Pipe (computer science)

from Wikipedia, the free encyclopedia

A pipe or pipeline ( English pipeline ) is a data stream between two processes by a buffer with the principle First In - First Out (FIFO). In simplified terms, this means that a result of a computer program is used as input for a further program. Pipes were invented in 1973 by Douglas McIlroy for the Unix operating system .

How it works using an example

The following example should explain the function of a pipe:

ls -R ./Bilder | grep -ic '\.jpg$'

In the example, two small programs are connected via a pipe (symbol "|"). According to the Unix philosophy , these are programs that do their job very well and can work together.

  • the ls program is used to list the content of file paths in text form
  • grep is a program that can search text for character strings

In the example ls is instructed to list the directory Pictures including the subdirectories (switch R ). Ls sends the result (a text) to a pipe.
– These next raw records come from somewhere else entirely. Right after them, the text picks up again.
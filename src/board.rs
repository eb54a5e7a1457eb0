//! Board layouts and cell classification for calendar puzzles.
//!
//! A board is a small rectangular grid (at most 64 cells, so occupancy fits
//! in a `u64` bitmask) where every position is classified exactly once as a
//! wall or a playable cell. Playable cells may carry calendar semantics: a
//! month, day-of-month, or weekday slot that can be left exposed as part of
//! the requested date.

/// Classification of one grid position.
///
/// Slot indices follow the request encoding: months are 1-12, days 1-31,
/// weekdays 0-6 with Sunday as 0.
#[derive(Clone, Copy, Debug, PartialEq, Eq)]
pub enum CellKind {
    /// Not part of the playable area.
    Wall,
    /// Playable cell labeled with a month.
    Month(u8),
    /// Playable cell labeled with a day of month.
    Day(u8),
    /// Playable cell labeled with a weekday.
    Weekday(u8),
    /// Playable cell with no calendar label.
    Plain,
}

impl CellKind {
    /// Whether a piece may cover this cell at all.
    #[inline]
    pub fn is_playable(self) -> bool {
        !matches!(self, CellKind::Wall)
    }
}

/// An immutable, classified puzzle board.
///
/// Cells are stored in row-major order; all indices handed out by this type
/// use that enumeration, and the solution encoder mirrors it token for
/// token.
#[derive(Clone, Debug)]
pub struct Board {
    rows: usize,
    cols: usize,
    cells: Vec<CellKind>,
    wall_mask: u64,
}

/// Layout of the classic month/day puzzle: a 7x7 grid with six wall cells.
/// Months run Jan-Jun and Jul-Dec across the top two rows, days 1-31 fill
/// the rest in raster order.
const MONTH_DAY_LAYOUT: &[&str] = &[
    "MMMMMM#",
    "MMMMMM#",
    "DDDDDDD",
    "DDDDDDD",
    "DDDDDDD",
    "DDDDDDD",
    "DDD####",
];

/// Layout of the weekday puzzle: a 7x8 grid. Months on the top two rows as
/// in the classic board, days 1-31 below, weekdays Sun-Wed finishing row 6
/// and Thu-Sat ending the banner row. Cell positions match the flat indices
/// the original renderer computes (day `d` at 13 + d, Sunday at 45).
const WEEKDAY_LAYOUT: &[&str] = &[
    "MMMMMM#",
    "MMMMMM#",
    "DDDDDDD",
    "DDDDDDD",
    "DDDDDDD",
    "DDDDDDD",
    "DDDWWWW",
    "####WWW",
];

impl Board {
    /// The classic month/day board (43 playable cells).
    pub fn month_day() -> Self {
        Self::from_layout(MONTH_DAY_LAYOUT)
    }

    /// The month/day/weekday board (50 playable cells).
    pub fn weekday() -> Self {
        Self::from_layout(WEEKDAY_LAYOUT)
    }

    /// Builds a board from a layout description.
    ///
    /// Rows are strings of `#` (wall), `M`/`D`/`W` (slot cells), or `.`
    /// (plain). Slot indices are assigned in raster order: months 1-12,
    /// days 1-31, weekdays 0-6.
    ///
    /// # Panics
    ///
    /// Panics on an empty grid, ragged rows, unknown characters, or a grid
    /// larger than 64 cells. Layouts are compile-time constants, so a
    /// malformed one is a programming error, not a runtime condition.
    pub fn from_layout(layout: &[&str]) -> Self {
        let rows = layout.len();
        let cols = layout.first().map_or(0, |row| row.len());
        assert!(rows > 0 && cols > 0, "empty board layout");
        assert!(rows * cols <= 64, "board exceeds 64 cells");

        let mut cells = Vec::with_capacity(rows * cols);
        let mut wall_mask = 0u64;
        let (mut next_month, mut next_day, mut next_weekday) = (1u8, 1u8, 0u8);

        for row in layout {
            assert_eq!(row.len(), cols, "ragged board layout");
            for ch in row.chars() {
                let kind = match ch {
                    '#' => CellKind::Wall,
                    '.' => CellKind::Plain,
                    'M' => {
                        let kind = CellKind::Month(next_month);
                        next_month += 1;
                        kind
                    }
                    'D' => {
                        let kind = CellKind::Day(next_day);
                        next_day += 1;
                        kind
                    }
                    'W' => {
                        let kind = CellKind::Weekday(next_weekday);
                        next_weekday += 1;
                        kind
                    }
                    other => panic!("unknown layout character {other:?}"),
                };
                if kind == CellKind::Wall {
                    wall_mask |= 1 << cells.len();
                }
                cells.push(kind);
            }
        }

        Self {
            rows,
            cols,
            cells,
            wall_mask,
        }
    }

    /// Number of rows in the bounding grid.
    #[inline]
    pub fn rows(&self) -> usize {
        self.rows
    }

    /// Number of columns in the bounding grid.
    #[inline]
    pub fn cols(&self) -> usize {
        self.cols
    }

    /// Total cell count of the bounding grid, walls included.
    #[inline]
    pub fn cell_count(&self) -> usize {
        self.cells.len()
    }

    /// Converts (row, col) to a flat row-major cell index.
    #[inline]
    pub fn idx(&self, row: usize, col: usize) -> usize {
        row * self.cols + col
    }

    /// Classification of the cell at a flat index.
    #[inline]
    pub fn kind(&self, idx: usize) -> CellKind {
        self.cells[idx]
    }

    /// Bitmask with every wall cell's bit set.
    #[inline]
    pub fn wall_mask(&self) -> u64 {
        self.wall_mask
    }

    /// Bitmask with every cell of the bounding grid set.
    #[inline]
    pub fn full_mask(&self) -> u64 {
        u64::MAX >> (64 - self.cells.len() as u32)
    }

    /// Number of non-wall cells.
    pub fn playable_count(&self) -> usize {
        self.cells.iter().filter(|kind| kind.is_playable()).count()
    }

    /// Finds the flat index of the cell with the given classification.
    ///
    /// Returns `None` when the board has no such slot, which the resolver
    /// reports as a configuration error.
    pub fn find_slot(&self, kind: CellKind) -> Option<usize> {
        self.cells.iter().position(|&cell| cell == kind)
    }
}

#[cfg(test)]
mod tests {
    use super::*;

    #[test]
    fn month_day_board_classification() {
        let board = Board::month_day();
        assert_eq!(board.rows(), 7);
        assert_eq!(board.cols(), 7);
        assert_eq!(board.playable_count(), 43);

        let months = (1..=12).filter(|&m| board.find_slot(CellKind::Month(m)).is_some());
        assert_eq!(months.count(), 12);
        let days = (1..=31).filter(|&d| board.find_slot(CellKind::Day(d)).is_some());
        assert_eq!(days.count(), 31);
        assert_eq!(board.find_slot(CellKind::Weekday(0)), None);
    }

    #[test]
    fn weekday_board_classification() {
        let board = Board::weekday();
        assert_eq!(board.rows(), 8);
        assert_eq!(board.cols(), 7);
        assert_eq!(board.playable_count(), 50);

        for m in 1..=12 {
            assert!(board.find_slot(CellKind::Month(m)).is_some(), "month {m}");
        }
        for d in 1..=31 {
            assert!(board.find_slot(CellKind::Day(d)).is_some(), "day {d}");
        }
        for w in 0..=6 {
            assert!(board.find_slot(CellKind::Weekday(w)).is_some(), "weekday {w}");
        }
    }

    /// Slot positions must match the flat indices the original renderer
    /// hard-codes: day d at 13 + d, Sun-Wed from 45, Thu-Sat from 53.
    #[test]
    fn weekday_board_matches_renderer_indices() {
        let board = Board::weekday();
        assert_eq!(board.find_slot(CellKind::Month(1)), Some(0));
        assert_eq!(board.find_slot(CellKind::Month(7)), Some(7));
        assert_eq!(board.find_slot(CellKind::Month(12)), Some(12));
        assert_eq!(board.find_slot(CellKind::Day(1)), Some(14));
        assert_eq!(board.find_slot(CellKind::Day(31)), Some(44));
        assert_eq!(board.find_slot(CellKind::Weekday(0)), Some(45));
        assert_eq!(board.find_slot(CellKind::Weekday(3)), Some(48));
        assert_eq!(board.find_slot(CellKind::Weekday(4)), Some(53));
        assert_eq!(board.find_slot(CellKind::Weekday(6)), Some(55));
    }

    #[test]
    #[should_panic(expected = "empty board layout")]
    fn rejects_empty_layout() {
        Board::from_layout(&[]);
    }

    #[test]
    #[should_panic(expected = "empty board layout")]
    fn rejects_zero_width_layout() {
        Board::from_layout(&["", ""]);
    }

    #[test]
    fn wall_mask_matches_classification() {
        for board in [Board::month_day(), Board::weekday()] {
            for idx in 0..board.cell_count() {
                let in_mask = board.wall_mask() & (1 << idx) != 0;
                assert_eq!(in_mask, board.kind(idx) == CellKind::Wall);
            }
            assert_eq!(
                board.full_mask().count_ones() as usize,
                board.cell_count()
            );
        }
    }
}
#![no_main]

use std::io;

use arbitrary::Arbitrary;
use httpfromtcp::{ByteSource, ReaderLimits, Request, read_request};
use libfuzzer_sys::fuzz_target;

#[derive(Arbitrary, Debug)]
struct FuzzInput {
    chunk_size: u8,
    initial_buffer_size: u8,
    data: Vec<u8>,
}

struct ChunkSource<'a> {
    data: &'a [u8],
    chunk_size: usize,
}

impl ByteSource for ChunkSource<'_> {
    fn read(&mut self, buf: &mut [u8]) -> io::Result<usize> {
        let n = self.chunk_size.min(buf.len()).min(self.data.len());
        buf[..n].copy_from_slice(&self.data[..n]);
        self.data = &self.data[n..];
        Ok(n)
    }
}

fuzz_target!(|input: FuzzInput| {
    let limits = ReaderLimits {
        initial_buffer_size: usize::from(input.initial_buffer_size).max(1),
        max_buffer_size: 64 * 1024,
        max_body_size: 64 * 1024,
        max_headers_count: 256,
    };

    // 一度に読む
    let mut data = input.data.as_slice();
    let Ok(one_shot) = read_request(&mut data, &limits) else {
        return;
    };

    // 分割して読む
    let mut source = ChunkSource {
        data: &input.data,
        chunk_size: usize::from(input.chunk_size).max(1),
    };
    let Ok(chunked) = read_request(&mut source, &limits) else {
        return;
    };

    assert_eq!(one_shot, chunked);

    // パースに成功したリクエストは宣言どおりのボディを持つ
    if let Ok(request) = Request::into_result(chunked) {
        if let Ok(Some(len)) = request.headers().content_length() {
            assert_eq!(request.body().len(), len);
        }
    }
});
The grep program receives the text in the pipe . You are instructed to search the text for the string .jpg (the period of ".jpg" is masked with a backslash because it has two meanings for grep ). The switches i and c were also given to the grep program . i means that uppercase and lowercase letters are treated equally in the character string (“JPG” is also found); the switch c instructs grep not to list the occurrences, but to output their number.

The result of the pipe is the number of JPG images under the ./Images directory.

At first glance, it seems easier if the program ls is equipped with more functionality to avoid the cumbersome notation of the pipe (like the dir command in DOS and its successor). Supporters of the Unix philosophy emphasize, however, that dividing a larger problem into sub-problems is more effective for appropriately specialized programs.

Create a pipe

Under most operating systems and programming languages, when a pipe is requested by the pipe () system call, the operating system returns two access identifiers ( handles ) that are required for writing to and reading from the pipe. Child processes also inherit access to these handles . When the last process that has access to an active pipe is terminated, the operating system terminates it.

Pipe variants

There are anonymous and named pipes.

Anonymous pipes have three major limitations:

  • They can only be used in one direction: one process writes, the other reads.
  • They can only be used for communication between closely related processes.
  • The maximum amount of data that a pipe can hold is relatively small.

Named Pipes ( Named Pipes ) can, however also be used for communication between processes that are not related to each other and on different computers within a beyond network may be located. They are more flexible than anonymous pipes and are suitable for so-called client-server applications ( RPCs can also be implemented). Named pipes enable simultaneous communication in both directions, which means that data can be exchanged between the processes in full duplex mode .

Any process that knows the name of a named pipe can use this name to establish the connection to the pipe and thus to other processes.

Pipes in operating systems

Pipes are implemented in various operating systems ; most of them offer both anonymous and named pipes.

Unix

Anonymous pipes

Pipes are one of the most powerful tools under Unix and Unix-like operating systems to enable the sequential processing of commands on a specific database.

With an anonymous pipe , communication is limited to several processes of the same origin. This (original) relationship is mostly created by forks . In the shell , an anonymous pipe is created when the programs are started by entering a "|" character. The shell is then the (common) parent process of all processes and does the forks automatically.

Example:

grep '.sshd.*Invalid user' /var/log/messages | awk '{print $NF}' | sort -u

Here the system log file is searched for the search term “sshd” followed by the text “Invalid user” in the same line. Then the last field is cut out of the message ("awk ..."), which contains the IP address of the computer from which the ssh access originated. Finally, these IP addresses are sorted so that they do not occur more than once ("sort --unique").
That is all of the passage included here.